Netflix’s FATE: THE WINX SAGA forges a bolder, darker and riskier path of its own

Based on the Winx Club animated series, Fate: The Winx Saga is a darker and grittier adaptation of its source material – à la Riverdale when compared to Archie Comics. The series follows Bloom (Abigail Cowen), a fairy who is learning to control her powers while a long-dormant danger threatens the students of Alfea.

Upon the realisation that this series was stripping away the playful tone, vibrant aesthetic and fun nature of the animated series, in favour of a dark YA fantasy aesthetic, it didn’t leave much room for excitement or anticipation. However, in saying that, Fate: The Winx Saga does enough with this darker tone to make it an enjoyable watch, albeit with plenty of room for improvement. The overall narrative borrows familiar beats from other similar shows, while sprinkling in bits of originality that keep you coming back. It’s not a necessity to have been a fan of the animated series as, aside from character names, it’s all very fresh. The character relationships, especially the connections between the main group of fairies, are what drive the narrative forward. Much of the time is spent doing one of two things – setting up and building up the threat of the season, and developing the bonds between the characters, specifically those involving Bloom. The deep exploration into these relationships can be hit or miss as there are a number of them that really work and are intriguing, then there are some characters who just aren’t as interesting and thus their arcs are just average at best. It creates a fluctuating season with stretches of engaging content and then some lulls that kill the pace and slow things down a bit too much.

There are some solid, intriguing mysteries that drive the plot and tie together all of the events of the season. It’s seeing these mysteries gradually unfold that enhances engagement in the series. There’s quite a few arcs developing, and seeing how they all tie together is one of the joys of watching. For the sake of not revealing its secrets too early, smaller hints are dropped through the first 5 episodes of the season at a rate that suggests there are another 5 episodes to go before there is any payoff. Unfortunately, the biggest downfall of the season is that the finale doesn’t feel earned. The content of the season finale is all great, but it should have come with at least another 4 episodes building storylines to that moment. The first 5 episodes are all building towards something big, however 10 minutes prior to the end of the fifth episode – it feels like that big moment is going to be 5 episodes away, but in reality it all goes down in the next hour. This is a massive misstep that I can only describe as follows – the finale is Harry Potter and the Deathly Hallows, while episodes 1-5 are Harry Potter and the Philosopher’s Stone through to the Prisoner of Azkaban. There’s a chunk of development in the middle that feels missing and should have been covered in an extended 10-episode season.

Nevertheless, the series is headlined by some fine performances that create an engaging assortment of characters – all of which have their own charms allowing the audience to gravitate towards someone.

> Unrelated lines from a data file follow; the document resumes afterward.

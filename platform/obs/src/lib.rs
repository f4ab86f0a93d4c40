use anyhow::{Result, anyhow};
use once_cell::sync::OnceCell;
use opentelemetry::trace::TracerProvider;
use opentelemetry_otlp::{Protocol, SpanExporter, WithExportConfig};
use opentelemetry_sdk::{self as sdk, Resource};
use tracing_subscriber::{EnvFilter, layer::SubscriberExt, util::SubscriberInitExt};

static INIT: OnceCell<Option<sdk::trace::SdkTracerProvider>> = OnceCell::new();

pub const DEFAULT_FILTER: &str = "info,tower_http=warn,sqlx=warn";

/// Configuration for tracing initialization.
#[derive(Clone, Debug)]
pub struct ObsConfig {
    pub service_name: &'static str,
    pub env_filter: Option<String>,
    pub otlp_endpoint: Option<String>,
}

impl Default for ObsConfig {
    fn default() -> Self {
        Self {
            service_name: "hr-tracker",
            env_filter: None,
            otlp_endpoint: None,
        }
    }
}

impl ObsConfig {
    /// Picks up `RUST_LOG` and `OTLP_ENDPOINT`; blank values count as unset.
    pub fn from_env() -> Self {
        Self {
            env_filter: non_blank(std::env::var("RUST_LOG").ok()),
            otlp_endpoint: non_blank(std::env::var("OTLP_ENDPOINT").ok()),
            ..Self::default()
        }
    }

    fn filter(&self) -> &str {
        self.env_filter.as_deref().unwrap_or(DEFAULT_FILTER)
    }
}

fn non_blank(value: Option<String>) -> Option<String> {
    value
        .map(|v| v.trim().to_string())
        .filter(|v| !v.is_empty())
}

/// Install tracing subscribers with optional OTLP exporter. Calling it twice
/// is a no-op.
pub fn init_tracing(config: ObsConfig) -> Result<()> {
    if INIT.get().is_some() {
        return Ok(());
    }

    let env_filter = EnvFilter::try_new(config.filter())?;
    let fmt_layer = tracing_subscriber::fmt::layer().with_target(false);
    let registry = tracing_subscriber::registry()
        .with(env_filter)
        .with(fmt_layer);

    let provider = match config.otlp_endpoint.as_deref() {
        Some(endpoint) => {
            let exporter = SpanExporter::builder()
                .with_http()
                .with_protocol(Protocol::HttpBinary)
                .with_endpoint(endpoint)
                .build()?;

            let resource = Resource::builder()
                .with_service_name(config.service_name)
                .build();

            let provider = sdk::trace::SdkTracerProvider::builder()
                .with_resource(resource)
                .with_batch_exporter(exporter)
                .build();
            let tracer = provider.tracer(config.service_name);

            registry
                .with(tracing_opentelemetry::layer().with_tracer(tracer))
                .try_init()?;
            tracing::info!(endpoint, "otlp span export enabled");
            Some(provider)
        }
        None => {
            registry.try_init()?;
            None
        }
    };

    INIT.set(provider)
        .map_err(|_| anyhow!("tracing already initialized"))?;
    Ok(())
}

/// Flushes pending spans before the process exits.
pub fn shutdown_tracing() {
    if let Some(Some(provider)) = INIT.get() {
        if let Err(err) = provider.shutdown() {
            eprintln!("failed to flush spans: {err}");
        }
    }
}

Abigail Cowen leads the series with a solid performance as Bloom. She fits the character well and carries much of the mystery on her back. Alongside Hanna van der Westhuysen’s Stella, Precious Mustapha’s Aisha, Eliot Salt’s Terra and Elisha Applebaum’s Musa, there’s some great chemistry between them that makes them feel like a team. Each one brings something unique to their respective characters and, despite some being more intriguing than others, they all have their moments to shine. Outside of that main team – Sadie Soverall (Beatrix), Eve Best (Farah) and Robert James-Colier (Saul) stand out the most, each boosting their respective scenes with their presence and delivering some key dialogue scenes quite strongly.

From a technical and production standpoint, it’s clear that a lot of focus went into making the effects seem real and the use of magic quite cool – despite the fact that the fairies aren’t tranforming into their vibrant outfits. Perhaps the short 6-episode run is due to the budget being focused on ensuring the visuals are in tip-top shape. My Harry Potter comparison above is due to the series adopting a similar visual aesthetic akin to how Hogwarts was portrayed in those films. It’s an aesthetic that works quite well and does forge its own path away from the original series. One thing that could be heightened going forward is the use of music. The score and soundtrack was overall quite weak, with only one memorable music-related moment. Going forward, the use of a strong score could enhance the show by quite a bit.

In the end, Fate: The Winx Saga is no stranger to a few missteps here and there, but does have enough to love. There are slow patches where the narrative drifts from the main focus, but the development of the mysteries and various character arcs through each episode are handled quite well. The contents of the finale are great and have me looking forward to where things go from there, but they came way too early in what should have been a longer season to make some of those big moments feel earned. Nonetheless I’m looking forward to where things go from here and what this world has in store for the existing characters – and potentially any additional characters they add.